I meant to get this post up last week on the actual date that marked a year since we moved here. But like everything with this blog, it’s coming a few days late 🙂
Thursday, April 18 was a year since the day we drove into town. In a lot of ways it’s hard to believe a year has already gone by, but when I stop and think about it, living in North Carolina seems like it was a long time ago. It’s kind of one of those situations where the days are long, but the months are fast.
Over the year I’ve developed a very love hate relationship with South Dakota. There have been times, when the weather was amazing and we were out in the hills, high on fresh air and nature, that I really loved it here. Getting into Crossfit and finding a job I loved all came together to really give me a sense of having a life and a routine. It has felt more like home here than anywhere I’ve lived in the past 8+ years.
But there have been a few aspects of living here that always keep me from just completely falling in love. The most prevalent one, which claims that place simply because of it’s recent happenings, is the cold. We were spoiled because when we arrived last year, Rapid City was coming off of a very mild winter, and within a few weeks of being here we were enjoying nice warm temperatures hovering between the mid-70’s to the high 80’s. And those glorious temperatures lasted for a good six months or so. We had been warned profusely about “South Dakota” winters, and actually hoped to experience a real one while we were here. So the cold and occasional snows were fine for a while, but now it is almost May and we have had almost a foot of snow each week for the past three weeks. I know for a fact that I am not meant to live somewhere that is cold as much as it is hot. Florida is looking more and more enticing 🙂
The other issue I’ve had, and the one that reigns supreme, is the isolation. Rapid City, the Black Hills, and the surrounding areas have so much to offer. I believe that if anyone really knew what was here they would flock here. But no matter how great a place is, at least in my case, I will always need the ability to get away for the weekend. And while you can go to one of the neighboring towns, if you really want a change of scenery it requires at least a five hour drive. It has made me feel cut off from civilization, and given me the worst case of cabin fever I’ve ever experienced.

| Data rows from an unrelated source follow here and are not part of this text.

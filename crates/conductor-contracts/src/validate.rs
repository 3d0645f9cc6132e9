// Admission-time shape validation
//
// Validation accumulates every failure instead of stopping at the first,
// so a client sees the full list in one 400 response.

use std::sync::OnceLock;

use regex::Regex;
use serde::{Deserialize, Serialize};
use utoipa::ToSchema;

use crate::plugin::PluginManifest;
use crate::workflow::{WorkflowSpec, MAX_STEPS};

/// One shape failure, pointing at the offending field
#[derive(Debug, Clone, PartialEq, Eq, Serialize, Deserialize, ToSchema)]
pub struct ValidationError {
    pub field: String,
    pub message: String,
}

impl ValidationError {
    pub fn new(field: impl Into<String>, message: impl Into<String>) -> Self {
        Self {
            field: field.into(),
            message: message.into(),
        }
    }
}

impl std::fmt::Display for ValidationError {
    fn fmt(&self, f: &mut std::fmt::Formatter<'_>) -> std::fmt::Result {
        write!(f, "{}: {}", self.field, self.message)
    }
}

fn workflow_name_re() -> &'static Regex {
    static RE: OnceLock<Regex> = OnceLock::new();
    RE.get_or_init(|| Regex::new(r"^[A-Za-z0-9_-]+$").unwrap())
}

fn plugin_id_re() -> &'static Regex {
    static RE: OnceLock<Regex> = OnceLock::new();
    RE.get_or_init(|| Regex::new(r"^[a-z0-9._-]+$").unwrap())
}

fn image_re() -> &'static Regex {
    static RE: OnceLock<Regex> = OnceLock::new();
    RE.get_or_init(|| Regex::new(r"(?i)^[a-z0-9._/-]+:[a-z0-9._-]+$").unwrap())
}

/// Validate the shape of a submitted workflow
///
/// Returns every structural error found. DAG-level checks (cycles, missing
/// dependencies) are the resolver's job and run after this passes.
pub fn validate_workflow(spec: &WorkflowSpec) -> Vec<ValidationError> {
    let mut errors = Vec::new();

    if spec.name.is_empty() {
        errors.push(ValidationError::new("name", "name is required"));
    } else if spec.name.len() > 255 {
        errors.push(ValidationError::new("name", "name must be at most 255 characters"));
    } else if !workflow_name_re().is_match(&spec.name) {
        errors.push(ValidationError::new(
            "name",
            "name may only contain letters, digits, underscores, and hyphens",
        ));
    }

    if spec.steps.is_empty() {
        errors.push(ValidationError::new("steps", "workflow must have at least one step"));
    } else if spec.steps.len() > MAX_STEPS {
        errors.push(ValidationError::new(
            "steps",
            format!("workflow must have at most {} steps", MAX_STEPS),
        ));
    }

    let mut seen = std::collections::HashSet::new();
    for (i, step) in spec.steps.iter().enumerate() {
        let at = |field: &str| format!("steps[{}].{}", i, field);

        if step.id.is_empty() {
            errors.push(ValidationError::new(at("id"), "step id is required"));
        } else if !seen.insert(step.id.as_str()) {
            errors.push(ValidationError::new(
                at("id"),
                format!("duplicate step id '{}'", step.id),
            ));
        }
        if step.plugin.is_empty() {
            errors.push(ValidationError::new(at("plugin"), "step plugin is required"));
        }
        if step.action.is_empty() {
            errors.push(ValidationError::new(at("action"), "step action is required"));
        }
        if let Some(retry) = &step.retry {
            if retry.max_attempts < 1 {
                errors.push(ValidationError::new(at("retry.maxAttempts"), "maxAttempts must be >= 1"));
            }
        }
    }

    errors
}

/// Validate the shape of a plugin registration
pub fn validate_plugin(manifest: &PluginManifest) -> Vec<ValidationError> {
    let mut errors = Vec::new();

    if manifest.id.is_empty() {
        errors.push(ValidationError::new("id", "id is required"));
    } else if manifest.id.len() > 255 {
        errors.push(ValidationError::new("id", "id must be at most 255 characters"));
    } else if !plugin_id_re().is_match(&manifest.id) {
        errors.push(ValidationError::new(
            "id",
            "id may only contain lowercase letters, digits, dots, hyphens, and underscores",
        ));
    }

    if manifest.name.is_empty() {
        errors.push(ValidationError::new("name", "name is required"));
    } else if manifest.name.len() > 255 {
        errors.push(ValidationError::new("name", "name must be at most 255 characters"));
    }

    if manifest.image.is_empty() {
        errors.push(ValidationError::new("image", "image is required"));
    } else if !image_re().is_match(&manifest.image) {
        errors.push(ValidationError::new(
            "image",
            "image must look like registry/repo:tag",
        ));
    }

    errors
}

#[cfg(test)]
mod tests {
    use super::*;
    use crate::plugin::PluginSpec;
    use crate::workflow::StepSpec;
    use serde_json::json;

    fn step(id: &str) -> StepSpec {
        StepSpec {
            id: id.to_string(),
            plugin: "echo".to_string(),
            action: "run".to_string(),
            input: json!({}),
            needs: vec![],
            timeout_ms: None,
            retry: None,
        }
    }

    #[test]
    fn valid_workflow_passes() {
        let spec = WorkflowSpec {
            name: "lin".to_string(),
            steps: vec![step("a"), step("b")],
        };
        assert!(validate_workflow(&spec).is_empty());
    }

    #[test]
    fn errors_accumulate() {
        let mut bad = step("");
        bad.plugin = String::new();
        bad.action = String::new();
        let spec = WorkflowSpec {
            name: "bad name!".to_string(),
            steps: vec![bad],
        };

        let errors = validate_workflow(&spec);
        let fields: Vec<&str> = errors.iter().map(|e| e.field.as_str()).collect();
        assert!(fields.contains(&"name"));
        assert!(fields.contains(&"steps[0].id"));
        assert!(fields.contains(&"steps[0].plugin"));
        assert!(fields.contains(&"steps[0].action"));
    }

    #[test]
    fn duplicate_step_ids_rejected() {
        let spec = WorkflowSpec {
            name: "dup".to_string(),
            steps: vec![step("a"), step("a")],
        };

        let errors = validate_workflow(&spec);
        assert_eq!(errors.len(), 1);
        assert!(errors[0].message.contains("duplicate"));
    }

    #[test]
    fn too_many_steps_rejected() {
        let steps = (0..MAX_STEPS + 1).map(|i| step(&format!("s{}", i))).collect();
        let spec = WorkflowSpec {
            name: "big".to_string(),
            steps,
        };

        let errors = validate_workflow(&spec);
        assert!(errors.iter().any(|e| e.field == "steps"));
    }

    #[test]
    fn plugin_rules() {
        let manifest = PluginManifest {
            id: "Postgres".to_string(),
            name: "Postgres".to_string(),
            image: "no-tag".to_string(),
            digest: None,
            version: None,
            spec: PluginSpec::default(),
        };

        let errors = validate_plugin(&manifest);
        let fields: Vec<&str> = errors.iter().map(|e| e.field.as_str()).collect();
        assert!(fields.contains(&"id"));
        assert!(fields.contains(&"image"));
    }

    #[test]
    fn image_regex_is_case_insensitive() {
        let manifest = PluginManifest {
            id: "pg".to_string(),
            name: "Postgres".to_string(),
            image: "Registry.IO/org/pg:V16".to_string(),
            digest: None,
            version: Some("16".to_string()),
            spec: PluginSpec::default(),
        };
        assert!(validate_plugin(&manifest).is_empty());
    }
}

As far as life in the military goes, it’s been interesting how my involvement with the Air Force community here has changed. When we first moved I was infatuated with military life. It was all new to me and I respected it so much. I joined the spouses club, Husband and I went to the club for beers every Friday, and we frequented the fitness center, commissary and base exchange regularly. I’m not sure if it was the effect of the fence going up that separated our house from the base, or the natural progression from getting a job and joining the crossfit gym in town, but as time went on, and as I found a life outside of the base, the infatuation ended. I still love being a part of the military. I’m convinced and willing to commit, well for Husband to commit, to a career-long stint. I’m also excited to see the differences of this base and wherever we end up next. I think in some locations the base community is a lot closer, but here not so much, and that’s been ok for us.
Our relationship, as I’ve mentioned multiple times before, has grown by leaps and bounds. There’s a lot to be said for being isolated and forced to talk and work through whatever marriage throws at you. I would definitely say we are much stronger, and better spouses to each other after this past year.
The friend front has been a bit difficult. Both in making new friends, and in staying in touch with the old. Rapid City being a small town, and populated by quite a few older citizens has made it a little tough to find people we really click with. I have found a few girls that I have developed friendships with, but as a couple we haven’t really had much luck. The time difference and busy schedules has also made it hard to keep up with our friends from back home. We occasionally facetime when we find a chance, but for the most part the day-to-day connection isn’t really there anymore. That has been a hard adjustment. It’s not easy to hear and see your friends and family all hanging out together back home, but at the same time you start to realize that a few days back there isn’t enough, but yet you aren’t ready to go back for longer than that yet because life is calling you elsewhere. It may not be the best, but I’ve learned to deal with it by just not thinking too much about it. You can’t, I don’t think. Dwelling on what you are missing would just make it unbearable, and since there is nothing you can do to change it, you have to take it for what it is and keep moving on.
I think that has been the overwhelming lesson from this year and from joining the military. There isn’t time to dwell on what isn’t. We don’t have much choice in where we go. It’s up to us to make the most of wherever we end up. Sure we miss out on a lot at home, but we have and continue to gain SO much from this experience. It’s allowed us to do things we never would have done before. It’s provided us with a great level of stability (ironic given our nomadic state). And it’s exciting! We don’t necessarily like being told where to go and what to do, and I think it’s safe to say that if given the word I would be happy to move tomorrow, but there is always the promise of change. And for me that is a golden ticket. But all in all, we both agree that we will most definitely look back at South Dakota with fondness in our hearts.